---- DATASET CONTENT
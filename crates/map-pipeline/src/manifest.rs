//! Route manifests: a YAML listing of rasters and routes for batch jobs.
//!
//! ```yaml
//! rasters:
//!   - id: turku
//!     path: rasters/turku.jpg
//!     corners: "60.519,22.078,60.518,22.115,60.491,22.112,60.492,22.073"
//! routes:
//!   - id: morning-run
//!     raster_id: turku
//!     track_file: tracks/morning-run.json
//!     timezone: Europe/Helsinki
//! ```
//!
//! Relative paths resolve against the manifest's directory.

use bytes::Bytes;
use image::ImageFormat;
use serde::{Deserialize, Serialize};
use std::io::Cursor;
use std::path::{Path, PathBuf};
use tracing::info;

use route_common::{Corners, GeoReferencedRaster, RouteError, RouteResult, Track};

use crate::source::MemoryRouteSource;

#[derive(Debug, Clone, Default, Serialize, Deserialize)]
pub struct RouteManifest {
    #[serde(default)]
    pub rasters: Vec<RasterEntry>,
    #[serde(default)]
    pub routes: Vec<RouteEntry>,
}

#[derive(Debug, Clone, Serialize, Deserialize)]
pub struct RasterEntry {
    pub id: String,
    pub path: PathBuf,
    /// Detected from the file contents when omitted
    #[serde(default)]
    pub mime_type: Option<String>,
    /// Corner coordinate string
    pub corners: String,
}

#[derive(Debug, Clone, Serialize, Deserialize)]
pub struct RouteEntry {
    pub id: String,
    #[serde(default)]
    pub raster_id: Option<String>,
    /// Track in the renderer's JSON record format
    pub track_file: PathBuf,
    #[serde(default)]
    pub timezone: Option<String>,
}

impl RouteManifest {
    pub fn from_yaml(contents: &str) -> RouteResult<Self> {
        serde_yaml::from_str(contents)
            .map_err(|e| RouteError::Config(format!("Invalid route manifest: {}", e)))
    }

    pub fn load<P: AsRef<Path>>(path: P) -> RouteResult<Self> {
        let path = path.as_ref();
        let contents = std::fs::read_to_string(path).map_err(|e| {
            RouteError::Config(format!("Failed to read manifest {}: {}", path.display(), e))
        })?;
        Self::from_yaml(&contents)
    }

    /// Load a manifest and every file it references into a route source.
    pub async fn load_source<P: AsRef<Path>>(path: P) -> RouteResult<MemoryRouteSource> {
        let path = path.as_ref();
        let manifest = Self::load(path)?;
        let base_dir = path.parent().unwrap_or_else(|| Path::new("."));
        manifest.into_source(base_dir).await
    }

    pub fn route_ids(&self) -> Vec<String> {
        self.routes.iter().map(|r| r.id.clone()).collect()
    }

    pub async fn into_source(self, base_dir: &Path) -> RouteResult<MemoryRouteSource> {
        let source = MemoryRouteSource::new();

        for entry in &self.rasters {
            let data = tokio::fs::read(base_dir.join(&entry.path)).await.map_err(|e| {
                RouteError::NotFound(format!("raster file {}: {}", entry.path.display(), e))
            })?;
            source.insert_raster(load_raster(entry, data)?).await;
        }

        for entry in &self.routes {
            let json = tokio::fs::read_to_string(base_dir.join(&entry.track_file))
                .await
                .map_err(|e| {
                    RouteError::NotFound(format!(
                        "track file {}: {}",
                        entry.track_file.display(),
                        e
                    ))
                })?;
            let track = Track::from_json(&json)?;
            source
                .insert_route(
                    &entry.id,
                    entry.raster_id.as_deref(),
                    track,
                    entry.timezone.as_deref(),
                )
                .await?;
        }

        info!(
            rasters = self.rasters.len(),
            routes = self.routes.len(),
            "Loaded route manifest"
        );
        Ok(source)
    }
}

fn load_raster(entry: &RasterEntry, data: Vec<u8>) -> RouteResult<GeoReferencedRaster> {
    let reader = image::io::Reader::new(Cursor::new(&data)).with_guessed_format()?;
    let format = reader.format();
    let (width, height) = reader.into_dimensions().map_err(|e| {
        RouteError::InvalidInput(format!("raster {} is not a readable image: {}", entry.id, e))
    })?;

    let mime_type = match (&entry.mime_type, format) {
        (Some(mime), _) => mime.clone(),
        (None, Some(format)) => mime_for(format)?.to_string(),
        (None, None) => {
            return Err(RouteError::InvalidInput(format!(
                "raster {} has an unknown image format",
                entry.id
            )))
        }
    };

    Ok(GeoReferencedRaster {
        id: entry.id.clone(),
        mime_type,
        data: Bytes::from(data),
        width,
        height,
        corners: Corners::parse(&entry.corners)?,
    })
}

fn mime_for(format: ImageFormat) -> RouteResult<&'static str> {
    match format {
        ImageFormat::Jpeg => Ok("image/jpeg"),
        ImageFormat::Png => Ok("image/png"),
        ImageFormat::Gif => Ok("image/gif"),
        other => Err(RouteError::InvalidInput(format!(
            "unsupported raster format {:?}",
            other
        ))),
    }
}

#[cfg(test)]
mod tests {
    use super::*;
    use crate::source::RouteSource;

    const MANIFEST: &str = r#"
rasters:
  - id: square
    path: square.png
    corners: "1,1,1,3,3,3,3,1"
routes:
  - id: r1
    raster_id: square
    track_file: r1.json
    timezone: Europe/Helsinki
  - id: r2
    track_file: r1.json
"#;

    fn write_png(path: &Path) {
        let img = image::RgbImage::from_pixel(600, 520, image::Rgb([10, 20, 30]));
        img.save_with_format(path, ImageFormat::Png).unwrap();
    }

    #[test]
    fn test_parse_manifest() {
        let manifest = RouteManifest::from_yaml(MANIFEST).unwrap();
        assert_eq!(manifest.rasters.len(), 1);
        assert_eq!(manifest.route_ids(), vec!["r1", "r2"]);
        assert_eq!(manifest.routes[1].raster_id, None);
    }

    #[test]
    fn test_invalid_manifest_is_config_error() {
        assert!(matches!(
            RouteManifest::from_yaml("routes: 12"),
            Err(RouteError::Config(_))
        ));
    }

    #[tokio::test]
    async fn test_load_source_resolves_relative_paths() {
        let dir = tempfile::tempdir().unwrap();
        write_png(&dir.path().join("square.png"));
        std::fs::write(
            dir.path().join("r1.json"),
            r#"[{"time": 0, "latlon": [2.0, 2.0]}, {"time": 60, "latlon": [2.1, 2.0]}]"#,
        )
        .unwrap();
        let manifest_path = dir.path().join("routes.yaml");
        std::fs::write(&manifest_path, MANIFEST).unwrap();

        let source = RouteManifest::load_source(&manifest_path).await.unwrap();

        let raster = source.raster("square").await.unwrap();
        assert_eq!(raster.mime_type, "image/png");
        assert_eq!((raster.width, raster.height), (600, 520));

        let route = source.route("r1").await.unwrap();
        assert_eq!(route.timezone, "Europe/Helsinki");
        assert_eq!(route.track.len(), 2);
        assert!(source.route("r2").await.unwrap().raster.is_none());
    }

    #[tokio::test]
    async fn test_missing_track_file() {
        let dir = tempfile::tempdir().unwrap();
        write_png(&dir.path().join("square.png"));
        let manifest = RouteManifest::from_yaml(MANIFEST).unwrap();

        let result = manifest.into_source(dir.path()).await;
        assert!(matches!(result, Err(RouteError::NotFound(_))));
    }
}
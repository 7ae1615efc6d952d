//! Object storage for rendered map images (MinIO/S3 compatible).

use bytes::Bytes;
use object_store::{
    aws::AmazonS3Builder, local::LocalFileSystem, memory::InMemory, path::Path, ObjectStore,
};
use serde::{Deserialize, Serialize};
use std::sync::Arc;
use tracing::{debug, instrument};

use route_common::{RenderVariant, RouteError, RouteResult};

/// Configuration for object storage connection.
#[derive(Debug, Clone, Serialize, Deserialize)]
pub struct ObjectStorageConfig {
    /// S3/MinIO endpoint URL
    pub endpoint: String,
    /// Bucket name
    pub bucket: String,
    /// Access key ID
    pub access_key_id: String,
    /// Secret access key
    pub secret_access_key: String,
    /// AWS region (use "us-east-1" for MinIO)
    pub region: String,
    /// Allow HTTP (for local MinIO)
    pub allow_http: bool,
}

impl Default for ObjectStorageConfig {
    fn default() -> Self {
        Self {
            endpoint: "http://minio:9000".to_string(),
            bucket: "route-maps".to_string(),
            access_key_id: "minioadmin".to_string(),
            secret_access_key: "minioadmin".to_string(),
            region: "us-east-1".to_string(),
            allow_http: true,
        }
    }
}

/// Object storage client for map images.
///
/// Every backend makes a `put` visible atomically: readers see either the
/// previous object or the complete new one.
#[derive(Clone)]
pub struct ObjectStorage {
    store: Arc<dyn ObjectStore>,
    bucket: String,
}

impl ObjectStorage {
    /// Create a new S3 object storage client from config.
    pub fn new(config: &ObjectStorageConfig) -> RouteResult<Self> {
        let mut builder = AmazonS3Builder::new()
            .with_endpoint(&config.endpoint)
            .with_bucket_name(&config.bucket)
            .with_access_key_id(&config.access_key_id)
            .with_secret_access_key(&config.secret_access_key)
            .with_region(&config.region);

        if config.allow_http {
            builder = builder.with_allow_http(true);
        }

        let store = builder
            .build()
            .map_err(|e| RouteError::StoreFailure(format!("Failed to create S3 client: {}", e)))?;

        Ok(Self {
            store: Arc::new(store),
            bucket: config.bucket.clone(),
        })
    }

    /// Store objects under a local directory (writes go through a temp file and rename).
    pub fn local(root: impl AsRef<std::path::Path>) -> RouteResult<Self> {
        let root = root.as_ref();
        std::fs::create_dir_all(root)?;
        let store = LocalFileSystem::new_with_prefix(root).map_err(|e| {
            RouteError::StoreFailure(format!("Failed to open {}: {}", root.display(), e))
        })?;

        Ok(Self {
            store: Arc::new(store),
            bucket: root.display().to_string(),
        })
    }

    /// Process-local store, for tests and dry runs.
    pub fn in_memory() -> Self {
        Self {
            store: Arc::new(InMemory::new()),
            bucket: "memory".to_string(),
        }
    }

    /// Write bytes to a path in the bucket.
    #[instrument(skip(self, data), fields(bucket = %self.bucket, path = %path))]
    pub async fn put(&self, path: &str, data: Bytes) -> RouteResult<()> {
        let location = Path::from(path);
        debug!(size = data.len(), "Writing object");

        self.store
            .put(&location, data.into())
            .await
            .map_err(|e| RouteError::StoreFailure(format!("Failed to write {}: {}", path, e)))?;

        Ok(())
    }

    /// Read bytes from a path.
    #[instrument(skip(self), fields(bucket = %self.bucket, path = %path))]
    pub async fn get(&self, path: &str) -> RouteResult<Bytes> {
        let location = Path::from(path);

        let result = self.store.get(&location).await.map_err(|e| match e {
            object_store::Error::NotFound { .. } => RouteError::NotFound(path.to_string()),
            e => RouteError::StoreFailure(format!("Failed to read {}: {}", path, e)),
        })?;

        let bytes = result
            .bytes()
            .await
            .map_err(|e| RouteError::StoreFailure(format!("Failed to read bytes: {}", e)))?;

        debug!(size = bytes.len(), "Read object");
        Ok(bytes)
    }

    /// Read bytes from a path, mapping a missing object to `None`.
    pub async fn get_opt(&self, path: &str) -> RouteResult<Option<Bytes>> {
        match self.get(path).await {
            Ok(bytes) => Ok(Some(bytes)),
            Err(RouteError::NotFound(_)) => Ok(None),
            Err(e) => Err(e),
        }
    }

    /// Check if an object exists.
    pub async fn exists(&self, path: &str) -> RouteResult<bool> {
        let location = Path::from(path);

        match self.store.head(&location).await {
            Ok(_) => Ok(true),
            Err(object_store::Error::NotFound { .. }) => Ok(false),
            Err(e) => Err(RouteError::StoreFailure(format!(
                "Failed to check {}: {}",
                path, e
            ))),
        }
    }

    /// List objects with a given prefix.
    pub async fn list(&self, prefix: &str) -> RouteResult<Vec<String>> {
        use futures::TryStreamExt;

        let prefix_path = Path::from(prefix);
        let mut paths = Vec::new();

        let mut stream = self.store.list(Some(&prefix_path));
        while let Some(meta) = stream
            .try_next()
            .await
            .map_err(|e| RouteError::StoreFailure(format!("List failed: {}", e)))?
        {
            paths.push(meta.location.to_string());
        }

        Ok(paths)
    }

    /// Delete an object. Deleting a missing object succeeds.
    #[instrument(skip(self), fields(bucket = %self.bucket, path = %path))]
    pub async fn delete(&self, path: &str) -> RouteResult<()> {
        let location = Path::from(path);

        match self.store.delete(&location).await {
            Ok(()) | Err(object_store::Error::NotFound { .. }) => Ok(()),
            Err(e) => Err(RouteError::StoreFailure(format!(
                "Failed to delete {}: {}",
                path, e
            ))),
        }
    }

    pub fn bucket(&self) -> &str {
        &self.bucket
    }
}

/// Path builder for consistent storage layout.
pub struct StoragePath;

impl StoragePath {
    /// Base path for a route's rendered images.
    /// Format: routes/{route_id}/{raster_id}
    pub fn route_images(route_id: &str, raster_id: &str) -> String {
        format!("routes/{}/{}", route_id, raster_id)
    }

    /// Build path for a rendered variant.
    /// Format: routes/{route_id}/{raster_id}{suffix}
    pub fn variant(route_id: &str, raster_id: &str, variant: RenderVariant) -> String {
        format!(
            "{}{}",
            Self::route_images(route_id, raster_id),
            variant.blob_suffix()
        )
    }

    /// Build path for a raster thumbnail.
    /// Format: maps/{raster_id}_thumb
    pub fn thumbnail(raster_id: &str) -> String {
        format!("maps/{}_thumb", raster_id)
    }

    /// Every variant path a route may have written, including the unsuffixed
    /// path used by earlier layouts.
    pub fn all_route_paths(route_id: &str, raster_id: &str) -> Vec<String> {
        let mut paths = vec![Self::route_images(route_id, raster_id)];
        paths.extend(
            RenderVariant::ALL
                .iter()
                .map(|v| Self::variant(route_id, raster_id, *v)),
        );
        paths
    }
}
--------
#### EXERCISE GOAL:
Above are the entries. Quote exactly the lines from the one bearing "(None, Some(format)) =>" through the one bearing "use super::*;".

#### ANSWER BOX:
        (None, Some(format)) => mime_for(format)?.to_string(),
        (None, None) => {
            return Err(RouteError::InvalidInput(format!(
                "raster {} has an unknown image format",
                entry.id
            )))
        }
    };

    Ok(GeoReferencedRaster {
        id: entry.id.clone(),
        mime_type,
        data: Bytes::from(data),
        width,
        height,
        corners: Corners::parse(&entry.corners)?,
    })
}

fn mime_for(format: ImageFormat) -> RouteResult<&'static str> {
    match format {
        ImageFormat::Jpeg => Ok("image/jpeg"),
        ImageFormat::Png => Ok("image/png"),
        ImageFormat::Gif => Ok("image/gif"),
        other => Err(RouteError::InvalidInput(format!(
            "unsupported raster format {:?}",
            other
        ))),
    }
}

#[cfg(test)]
mod tests {
    use super::*;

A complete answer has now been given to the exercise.